Abstract Rechargeable aqueous zinc‐ion batteries (RAZBs), considered for grid‐level energy storage, have drawn intensive attention due to their intrinsic safety, earth abundance, and low cost of electrode materials. However, the practical application of RAZBs is severely impeded by the uncontrollable hydrogen evolution reaction, serious self‐corrosion, and uneven zinc deposition. Herein, the study proposes a multifunctional electrolyte additive to form in situ a protective layer on zinc surface, providing a buffering ability of maintaining the stable pH around anode/electrolyte interface and thus inhibiting hydrogen evolution reaction. Additionally, the modified Zn anode shows the preferred orientation growth of (101) plane, inheriting the merits of dense deposition morphology and superior stability.
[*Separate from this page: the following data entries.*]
// Copyright (c) 2024-present, fjall-rs
// This source code is licensed under both the Apache 2.0 and MIT License
// (found in the LICENSE-* files in the repository)

//! N-way merging iterator with range-tombstone-aware cascading seek.
//!
//! Levels are ordered newest (0) to oldest (N-1), matching the order sorted
//! runs are consulted in: the memtable list's newest memtable is level 0,
//! the oldest sorted run on disk is level N-1.

use super::InternalIterator;
use crate::key::{InternalKey, MAX_SEQUENCE_NUMBER};
use crate::range_tombstone::TruncatedRangeDelIterator;
use crate::{Error, Result, SeqNo, UserValue};

/// One sorted run: its child iterator and, if the run carries range
/// deletions, the truncated tombstone iterator bounding them to its range.
pub struct Level {
    pub child: Box<dyn InternalIterator + Send>,
    pub tombstones: Option<TruncatedRangeDelIterator>,
}

impl Level {
    #[must_use]
    pub fn new(child: Box<dyn InternalIterator + Send>) -> Self {
        Self {
            child,
            tombstones: None,
        }
    }

    #[must_use]
    pub fn with_tombstones(
        child: Box<dyn InternalIterator + Send>,
        tombstones: TruncatedRangeDelIterator,
    ) -> Self {
        Self {
            child,
            tombstones: Some(tombstones),
        }
    }
}

/// Opaque reference to one of the merging iterator's levels, per the
/// level-indexed bookkeeping `GetChildIndex` performs in the source this was
/// distilled from.
#[derive(Clone, Copy, Debug, PartialEq, Eq)]
pub struct ChildHandle(usize);

impl ChildHandle {
    #[must_use]
    pub fn new(level: usize) -> Self {
        Self(level)
    }
}

#[derive(Clone, Copy, Debug, PartialEq, Eq)]
enum Direction {
    Forward,
    Backward,
}

#[derive(Clone, Debug, PartialEq, Eq)]
struct HeapItem {
    level: usize,
    key: InternalKey,
}

/// Maintains a forward min-heap and a lazily built backward max-heap over `N`
/// child iterators, each optionally paired with a truncated range-del
/// iterator at the same level, per §4.3.
pub struct MergingIterator {
    levels: Vec<Level>,
    heap: Vec<HeapItem>,
    direction: Direction,
    read_seqno: SeqNo,
    status: Result<()>,
    initialized: bool,
}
Consequently, the Zn||Zn symmetric cell demonstrates a remarkable life span up to 4000 h (1 mA cm −2 , 1 mA h cm −2 ) and 1300 h (5 mA cm −2 ,1 mA h cm −2 ). After cycling over 1500 h, the Zn||Cu half cell shows a high coulombic efficiency for nearly 100%, verifying the extraordinary Zn stripping/plating reversibility. The as‐assembled Zn||MnO 2 full battery shows good electrochemical characteristics, surpassing the bare cell without the additive. This investigation features a facile yet effective strategy for ultradurable Zn anode design and sheds the light on designing practical rechargeable metal batteries.